I Consiglieri comunali di Fratelli d’Italia, Antonino Consiglio ed Elisa Balestra, hanno presentato un’Interpellanza in relazione alle diverse segnalazioni di, cittadini in merito alle modalità di accesso agli asili nido comunali. Secondo i due Consiglieri, infatti, risulterebbero ammessi ai nidi comunali bambini i cui genitori non risponderebbero ai requisiti previsti come prioritari. In particolare la condizione di entrambi i genitori lavoratori, elemento ritenuto essenziale per l’attribuzione dei punteggi in graduatoria.
“Il Regolamento comunale da quanto risulta – dicono i due Consiglieri - prevede che la graduatoria sia semestrale e prevede inoltre l’esaurimento della graduatoria precedente prima di prendere in considerazione la successiva, senza aggiornamento, consentendo così l’accesso a utenti che non hanno entrambi i genitori lavoratori secondo un criterio puramente cronologico prioritariamente rispetto a chi invece ricoprirebbe una posizione superiore in graduatoria seguendo il criterio principale”.
“E’ necessario fare chiarezza – proseguono Consiglio e Balestra - e valutare l'opportunità di rivedere la disciplina regolamentare per prevedere un aggiornamento più stringente della graduatoria ad ogni semestre, senza esaurire la precedente, garantendo la priorità effettiva ai nuclei familiari con entrambi i genitori lavoratori e maggiore trasparenza”.

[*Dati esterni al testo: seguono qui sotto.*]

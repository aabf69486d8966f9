//! Render `go test -json` logs as a static HTML report.
//!
//! The pipeline is:
//!
//! 1. [`decode`] turns each log line into an [`model::Event`]
//! 2. [`aggregate`] folds the events into a [`model::Summary`]
//! 3. [`format`] renders the summary into an HTML document
//! 4. [`output`] writes the document to `<prefix>_<OS>_results.html`

pub mod aggregate;
pub mod cli;
pub mod config;
pub mod decode;
pub mod error;
pub mod format;
pub mod logging;
pub mod model;
pub mod output;
pub mod util;

pub use error::{ErrorCode, ReportError, Result, StructuredError};
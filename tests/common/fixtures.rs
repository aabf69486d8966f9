//! Builders for `go test -json` log lines.

use serde_json::json;

pub const PACKAGE: &str = "github.com/k3s-io/k3s/tests/e2e/upgradecluster";

fn timestamp(offset_secs: u32) -> String {
    let minutes = offset_secs / 60;
    let seconds = offset_secs % 60;
    format!("2025-01-14T10:{:02}:{:02}Z", 30 + minutes, seconds)
}

/// Package-level event.
pub fn package_event(offset_secs: u32, action: &str, elapsed: Option<f64>) -> String {
    let mut line = json!({
        "Time": timestamp(offset_secs),
        "Action": action,
        "Package": PACKAGE,
    });
    if let Some(elapsed) = elapsed {
        line["Elapsed"] = json!(elapsed);
    }
    line.to_string()
}

/// Output event attributed to `test`.
pub fn test_output(offset_secs: u32, test: &str, output: &str) -> String {
    json!({
        "Time": timestamp(offset_secs),
        "Action": "output",
        "Package": PACKAGE,
        "Test": test,
        "Output": output,
    })
    .to_string()
}

/// Output event carrying a subtest payload.
pub fn subtest(offset_secs: u32, test: &str, name: &str, state: &str, nanos: u64) -> String {
    let payload = json!({
        "State": state,
        "Name": name,
        "Type": "k3s test",
        "Time": nanos,
    });
    test_output(offset_secs, test, &format!("{payload}\n"))
}

/// Join lines into a log.
pub fn log(lines: &[String]) -> String {
    let mut out = lines.join("\n");
    out.push('\n');
    out
}

/// A run of two tests on `os`: `TestA` passes two subtests, `TestB` fails one.
pub fn two_package_log(os: &str) -> String {
    log(&[
        package_event(0, "run", None),
        test_output(1, "TestA", &format!("OS: /{os}/\n")),
        subtest(2, "TestA", "validates nodes", "passed", 60_000_000_000),
        subtest(3, "TestA", "validates pods", "passed", 30_000_000_000),
        package_event(4, "pass", Some(90.0)),
        subtest(70, "TestB", "upgrades servers", "failed", 120_000_000_000),
        package_event(125, "fail", Some(121.0)),
    ])
}
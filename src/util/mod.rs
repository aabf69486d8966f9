//! Shared utilities for `go_test_html_report`.
//!
//! - Time formatting (run duration, run date)

pub mod time;

pub use time::{format_test_date, format_total_time};
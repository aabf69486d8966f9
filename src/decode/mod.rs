//! Event decoding for `go test -json` logs.
//!
//! Each non-blank line is one JSON object. Decoding is tolerant: absent or
//! `null` fields take their zero value, and only malformed JSON is rejected.

use crate::error::{ReportError, Result};
use crate::model::Event;
use std::fs::File;
use std::io::{BufRead, BufReader};
use std::path::Path;
use tracing::debug;

/// Decode one log line.
///
/// `line_num` is 1-based and only used for error reporting.
///
/// # Errors
///
/// Returns [`ReportError::Decode`] if the line is not a well-formed JSON object.
pub fn decode_event(line: &str, line_num: usize) -> Result<Event> {
    serde_json::from_str(line.trim()).map_err(|source| ReportError::Decode {
        line: line_num,
        source,
    })
}

/// Decode every line of a buffered reader, skipping blank lines.
///
/// # Errors
///
/// Returns an error if reading fails or any line is malformed.
pub fn read_events<R: BufRead>(reader: R) -> Result<Vec<Event>> {
    let mut events = Vec::new();

    for (line_num, line) in reader.lines().enumerate() {
        let line = line?;
        if line.trim().is_empty() {
            continue;
        }
        events.push(decode_event(&line, line_num + 1)?);
    }

    debug!(count = events.len(), "Decoded test events");
    Ok(events)
}

/// Decode every line of the log file at `path`.
///
/// # Errors
///
/// Returns an error if the file cannot be opened or read, or any line is malformed.
pub fn read_events_from_path(path: &Path) -> Result<Vec<Event>> {
    let file = File::open(path).map_err(|e| ReportError::io_at(path, e))?;
    debug!(path = %path.display(), "Reading test log");
    read_events(BufReader::new(file))
}
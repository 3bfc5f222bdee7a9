// ---------------------------------------------------------------------------
// Error taxonomy: fatal errors returned before generation, non-fatal warnings
// collected alongside a successful layout.
// ---------------------------------------------------------------------------

use std::fmt;

use serde::{Deserialize, Serialize};

/// Which grid dimension an error refers to.
#[derive(Debug, Clone, Copy, PartialEq, Eq, Hash, Serialize, Deserialize)]
pub enum Axis {
    Width,
    Length,
}

impl fmt::Display for Axis {
    fn fmt(&self, f: &mut fmt::Formatter<'_>) -> fmt::Result {
        match self {
            Axis::Width => write!(f, "width"),
            Axis::Length => write!(f, "length"),
        }
    }
}

/// Fatal input errors detected by the validator before any generation work.
#[derive(Debug, Clone, PartialEq, Serialize, Deserialize)]
pub enum ValidationError {
    /// A grid dimension is outside [1, 50].
    GridDimension { axis: Axis, value: u32 },
    /// `width * length` exceeds the hard cell cap.
    TooManyBlocks { cells: u32 },
    /// Road width must be positive and finite.
    RoadWidth(f32),
    /// Base block size must be positive and finite.
    BlockSize(f32),
    /// Max floors outside [1, 100].
    MaxFloors(u32),
    /// Buildings per block outside [1, 9].
    BuildingsPerBlock(u32),
}

impl fmt::Display for ValidationError {
    fn fmt(&self, f: &mut fmt::Formatter<'_>) -> fmt::Result {
        match self {
            ValidationError::GridDimension { axis, value } => {
                write!(f, "grid {axis} {value} outside [1, 50]")
            }
            ValidationError::TooManyBlocks { cells } => {
                write!(f, "grid of {cells} cells exceeds the 100-cell cap")
            }
            ValidationError::RoadWidth(w) => write!(f, "road width {w} must be > 0"),
            ValidationError::BlockSize(s) => write!(f, "base block size {s} must be > 0"),
            ValidationError::MaxFloors(n) => write!(f, "max floors {n} outside [1, 100]"),
            ValidationError::BuildingsPerBlock(n) => {
                write!(f, "buildings per block {n} outside [1, 9]")
            }
        }
    }
}

impl std::error::Error for ValidationError {}

/// Fatal generation errors. Returned before any zone/block computation runs.
#[derive(Debug, Clone, PartialEq, Serialize, Deserialize)]
pub enum GenError {
    Validation(ValidationError),
    /// The request exceeds the performance guard. Rejecting is deliberate:
    /// the alternative of silently shrinking the grid hides the problem
    /// from the caller.
    PerformanceLimit { blocks: u32, buildings: u32 },
}

impl fmt::Display for GenError {
    fn fmt(&self, f: &mut fmt::Formatter<'_>) -> fmt::Result {
        match self {
            GenError::Validation(e) => write!(f, "invalid parameters: {e}"),
            GenError::PerformanceLimit { blocks, buildings } => write!(
                f,
                "performance limit exceeded: {blocks} blocks / {buildings} buildings \
                 (caps: 25 blocks, 50 buildings)"
            ),
        }
    }
}

impl std::error::Error for GenError {
    fn source(&self) -> Option<&(dyn std::error::Error + 'static)> {
        match self {
            GenError::Validation(e) => Some(e),
            GenError::PerformanceLimit { .. } => None,
        }
    }
}

impl From<ValidationError> for GenError {
    fn from(e: ValidationError) -> Self {
        GenError::Validation(e)
    }
}

/// Non-fatal, per-entity recoveries. The entity is skipped and generation
/// continues; callers receive the full list next to the layout.
#[derive(Debug, Clone, PartialEq, Serialize, Deserialize)]
pub enum Warning {
    /// A road computed a non-positive length or width and was dropped.
    DegenerateRoad { index: usize, detail: String },
    /// A block's buildable area vanished after the sidewalk margin.
    DegenerateBlock { grid_pos: (u32, u32) },
    /// One building slot inside a block came out below the minimum
    /// footprint after the inset.
    DegenerateBuilding { grid_pos: (u32, u32), slot: usize },
    /// Zone assignment fell back to a default (ratio sum zero, no usable
    /// centers, ...). Not an error to the caller.
    ZoneFallback { detail: String },
}

impl fmt::Display for Warning {
    fn fmt(&self, f: &mut fmt::Formatter<'_>) -> fmt::Result {
        match self {
            Warning::DegenerateRoad { index, detail } => {
                write!(f, "road {index} skipped: {detail}")
            }
            Warning::DegenerateBlock { grid_pos } => {
                write!(f, "block ({}, {}) has no buildable area", grid_pos.0, grid_pos.1)
            }
            Warning::DegenerateBuilding { grid_pos, slot } => write!(
                f,
                "building slot {slot} in block ({}, {}) skipped",
                grid_pos.0, grid_pos.1
            ),
            Warning::ZoneFallback { detail } => write!(f, "zone fallback: {detail}"),
        }
    }
}
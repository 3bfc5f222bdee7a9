//! The root aggregate a generation run produces. Immutable once returned;
//! the mesh-building collaborator walks it entity by entity.

use serde::{Deserialize, Serialize};

use crate::blocks::Block;
use crate::buildings::BuildingFootprint;
use crate::roads::{Intersection, RoadSegment};

#[derive(Debug, Clone, PartialEq, Eq, Serialize, Deserialize, Default)]
pub struct CityStats {
    pub block_count: usize,
    pub building_count: usize,
    pub road_count: usize,
}

#[derive(Debug, Clone, PartialEq, Serialize, Deserialize)]
pub struct CityLayout {
    pub blocks: Vec<Block>,
    pub roads: Vec<RoadSegment>,
    pub intersections: Vec<Intersection>,
    pub buildings: Vec<BuildingFootprint>,
    pub stats: CityStats,
}

impl CityLayout {
    pub fn new(
        blocks: Vec<Block>,
        roads: Vec<RoadSegment>,
        intersections: Vec<Intersection>,
        buildings: Vec<BuildingFootprint>,
    ) -> Self {
        let stats = CityStats {
            block_count: blocks.len(),
            building_count: buildings.len(),
            road_count: roads.len(),
        };
        Self {
            blocks,
            roads,
            intersections,
            buildings,
            stats,
        }
    }
}
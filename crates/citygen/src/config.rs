pub const MAX_GRID_DIM: u32 = 50;
pub const MAX_GRID_CELLS: u32 = 100;
pub const MAX_FLOORS_CAP: u32 = 100;
pub const MAX_BUILDINGS_PER_BLOCK: u32 = 9;

/// Hard performance guard: abort generation rather than silently shrink.
pub const MAX_GUARDED_BLOCKS: u32 = 25;
pub const MAX_GUARDED_BUILDINGS: u32 = 50;

/// World-space height of one building floor.
pub const FLOOR_HEIGHT: f32 = 3.0;

/// Block dimensions are clamped to [MIN_BLOCK_DIM, BLOCK_DIM_CAP_FACTOR * base].
pub const MIN_BLOCK_DIM: f32 = 2.0;
pub const BLOCK_DIM_CAP_FACTOR: f32 = 3.0;

/// Fine per-axis size multiplier range (non-square blocks).
pub const FINE_SIZE_MIN: f32 = 0.8;
pub const FINE_SIZE_MAX: f32 = 1.2;

/// Side of the super-cell sharing one coherent variation draw in DISTRICTS mode.
pub const SUPER_CELL: u32 = 3;

pub const DIAGONAL_WIDTH_FACTOR: f32 = 0.7;
pub const DEFAULT_INTERSECTION_FACTOR: f32 = 1.2;

/// Organic road sampling: points per centerline and offset shaping.
pub const ORGANIC_SAMPLES: usize = 12;
pub const ORGANIC_AMPLITUDE_FACTOR: f32 = 1.2;
pub const ORGANIC_JITTER_FACTOR: f32 = 0.4;

/// Inset applied to each sub-rectangle when a block holds more than one
/// building, as a fraction of the sub-rectangle's smaller dimension.
pub const SUBLOT_INSET_FRACTION: f32 = 0.05;

/// Slots narrower than this on either axis are skipped rather than built.
pub const MIN_FOOTPRINT_DIM: f32 = 1.0;
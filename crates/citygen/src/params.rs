//! Data-driven generation parameters.
//!
//! Everything the surrounding tooling exposes as sliders/toggles lands in a
//! single [`GridConfig`] value; the engine is a pure function of it (plus
//! the embedded seed).

use serde::{Deserialize, Serialize};

use crate::config::DEFAULT_INTERSECTION_FACTOR;
use crate::grid::DistrictKind;

/// Global knob controlling how much block-size and building-shape diversity
/// is injected.
#[derive(Debug, Clone, Copy, PartialEq, Eq, Hash, Serialize, Deserialize, Default)]
pub enum VarietyMode {
    Uniform,
    Low,
    #[default]
    Medium,
    High,
    Extreme,
    /// Spatially-coherent variation: 3x3 super-cells share one draw.
    Districts,
}

impl VarietyMode {
    /// Block-size variation range for this mode.
    pub fn size_range(self) -> (f32, f32) {
        match self {
            VarietyMode::Uniform => (1.0, 1.0),
            VarietyMode::Low => (0.8, 1.2),
            VarietyMode::Medium => (0.6, 1.4),
            VarietyMode::High => (0.4, 1.6),
            VarietyMode::Extreme => (0.25, 2.0),
            VarietyMode::Districts => (0.7, 1.3),
        }
    }
}

/// Requested zone mix. Clamped and renormalized by the validator; whatever
/// is left after commercial + industrial goes to residential.
#[derive(Debug, Clone, Copy, PartialEq, Serialize, Deserialize)]
pub struct ZoneRatios {
    pub commercial: f32,
    pub residential: f32,
    pub industrial: f32,
}

impl ZoneRatios {
    pub fn sum(&self) -> f32 {
        self.commercial + self.residential + self.industrial
    }
}

impl Default for ZoneRatios {
    fn default() -> Self {
        Self {
            commercial: 0.2,
            residential: 0.6,
            industrial: 0.2,
        }
    }
}

/// Complete input to one generation run.
#[derive(Debug, Clone, PartialEq, Serialize, Deserialize)]
pub struct GridConfig {
    /// Grid cells along X.
    pub width: u32,
    /// Grid cells along Y.
    pub length: u32,
    /// Nominal block side before variation, world units.
    pub base_block_size: f32,
    /// Street width, world units.
    pub road_width: f32,
    /// City-wide floor cap.
    pub max_floors: u32,
    /// Sub-footprints per block, 1..=9.
    pub buildings_per_block: u32,
    pub variety: VarietyMode,
    pub zone_ratios: ZoneRatios,
    /// When false, every cell is residential with the default profile.
    pub district_mode: bool,
    /// Uniform-district override: one zone + preset profile everywhere.
    pub district: Option<DistrictKind>,
    /// Percent chance per adjacent diagonal cell pair of a shortcut road.
    pub diagonal_frequency: f32,
    /// Emit an `Intersection` at every interior grid vertex.
    pub intersections: bool,
    pub intersection_size_factor: f32,
    /// Replace straight centerlines with sine-harmonic curves.
    pub organic_roads: bool,
    pub curve_intensity: f32,
    /// Sidewalk margin is 0 when true: buildings and roads abut directly.
    pub seamless_roads: bool,
    pub sidewalk_width: f32,
    /// 0 = every building sits at its zone base height, 1 = full spread.
    pub height_variation: f32,
    pub seed: u64,
}

impl Default for GridConfig {
    fn default() -> Self {
        Self {
            width: 5,
            length: 5,
            base_block_size: 10.0,
            road_width: 4.0,
            max_floors: 20,
            buildings_per_block: 1,
            variety: VarietyMode::Medium,
            zone_ratios: ZoneRatios::default(),
            district_mode: true,
            district: None,
            diagonal_frequency: 0.0,
            intersections: false,
            intersection_size_factor: DEFAULT_INTERSECTION_FACTOR,
            organic_roads: false,
            curve_intensity: 0.0,
            seamless_roads: false,
            sidewalk_width: 1.0,
            height_variation: 0.5,
            seed: 42,
        }
    }
}

impl GridConfig {
    pub fn cell_count(&self) -> u32 {
        self.width * self.length
    }

    /// Effective sidewalk margin: zero in seamless mode.
    pub fn sidewalk(&self) -> f32 {
        if self.seamless_roads {
            0.0
        } else {
            self.sidewalk_width
        }
    }
}
mod placement;
pub mod types;

pub use placement::{height_bounds, plan_block_buildings};
pub use types::{
    pick_weighted, shape_weights, zone_preference, zone_weights, BuildingFootprint, BuildingShape,
    ALL_SHAPES,
};

use crate::blocks::Block;
use crate::error::Warning;
use crate::grid::ZoneProfiles;
use crate::params::GridConfig;
use crate::sim_rng::GenRng;

/// Plan buildings for every block, in block order. The running building
/// count lives entirely inside this call.
pub fn plan_buildings(
    cfg: &GridConfig,
    profiles: &ZoneProfiles,
    blocks: &[Block],
    rng: &mut GenRng,
    warnings: &mut Vec<Warning>,
) -> Vec<BuildingFootprint> {
    let mut buildings = Vec::with_capacity(blocks.len() * cfg.buildings_per_block as usize);
    for block in blocks {
        buildings.extend(plan_block_buildings(cfg, profiles, block, rng, warnings));
    }
    buildings
}
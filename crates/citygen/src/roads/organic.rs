//! Organic road centerlines.
//!
//! A straight street is resampled at 12 parameters and pushed sideways by
//! a sum of 2-3 sine harmonics plus per-point jitter. Harmonics at mixed
//! frequencies (3, 6, 9 x pi) keep the curve from looking periodic while
//! staying deterministic and bounded; endpoints stay pinned so streets
//! still meet the city boundary.

use std::f32::consts::{PI, TAU};

use glam::Vec2;
use rand::Rng;
use rand_chacha::ChaCha8Rng;

use crate::config::{ORGANIC_JITTER_FACTOR, ORGANIC_SAMPLES};

struct Harmonic {
    frequency: f32,
    phase: f32,
    amplitude: f32,
}

/// Sample a curved centerline between `start` and `end`.
///
/// `rng` must be the road's own sub-RNG (keyed on the road index) so the
/// curve is a pure function of the seed and the road's position in the
/// network.
pub fn curved_centerline(
    start: Vec2,
    end: Vec2,
    amplitude: f32,
    rng: &mut ChaCha8Rng,
) -> Vec<Vec2> {
    let span = end - start;
    let length = span.length();
    if length <= 0.0 || amplitude <= 0.0 {
        return vec![start, end];
    }
    let dir = span / length;
    let perp = Vec2::new(-dir.y, dir.x);

    let count = rng.gen_range(2..=3);
    let harmonics: Vec<Harmonic> = (0..count)
        .map(|h| Harmonic {
            frequency: 3.0 * (h + 1) as f32 * PI,
            phase: rng.gen_range(0.0..TAU),
            // Halving per harmonic keeps the summed offset inside the
            // configured amplitude.
            amplitude: amplitude / 2_f32.powi(h + 1),
        })
        .collect();

    let jitter_span = ORGANIC_JITTER_FACTOR * amplitude;
    let last = ORGANIC_SAMPLES - 1;
    let mut points = Vec::with_capacity(ORGANIC_SAMPLES);
    for k in 0..ORGANIC_SAMPLES {
        let t = k as f32 / last as f32;
        let along = start + dir * (length * t);
        if k == 0 || k == last {
            points.push(along);
            continue;
        }
        let mut offset: f32 = harmonics
            .iter()
            .map(|h| h.amplitude * (h.frequency * t + h.phase).sin())
            .sum();
        offset += rng.gen_range(-jitter_span..=jitter_span);
        points.push(along + perp * offset);
    }
    points
}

Per questi motivi è stata inviata l’Interpellanza al Sindaco e alla Giunta per per sapere se risultino casi in cui siano stati ammessi ai nidi comunali bambini i cui genitori non risultano entrambi lavoratori, e quali siano i criteri specifici che hanno permesso l’ammissione. I due Consiglieri chiedono se l'Amministrazione sia a conoscenza di eventuali criticità o segnalazioni relative all'attuale sistema di gestione delle graduatorie e se non si ritiene opportuno avviare una riflessione urgente sulla possibilità di modificare il Regolamento comunale prevedendo un aggiornamento più frequente della graduatoria ad ogni semestre, senza esaurire la precedente, e meccanismi di verifica più stringenti delle condizioni dichiarate dalle famiglie, al fine di assicurare che i posti siano prioritariamente assegnati a coloro che effettivamente possiedono i requisiti più rilevanti, con particolare attenzione alla condizione lavorativa di entrambi i genitori.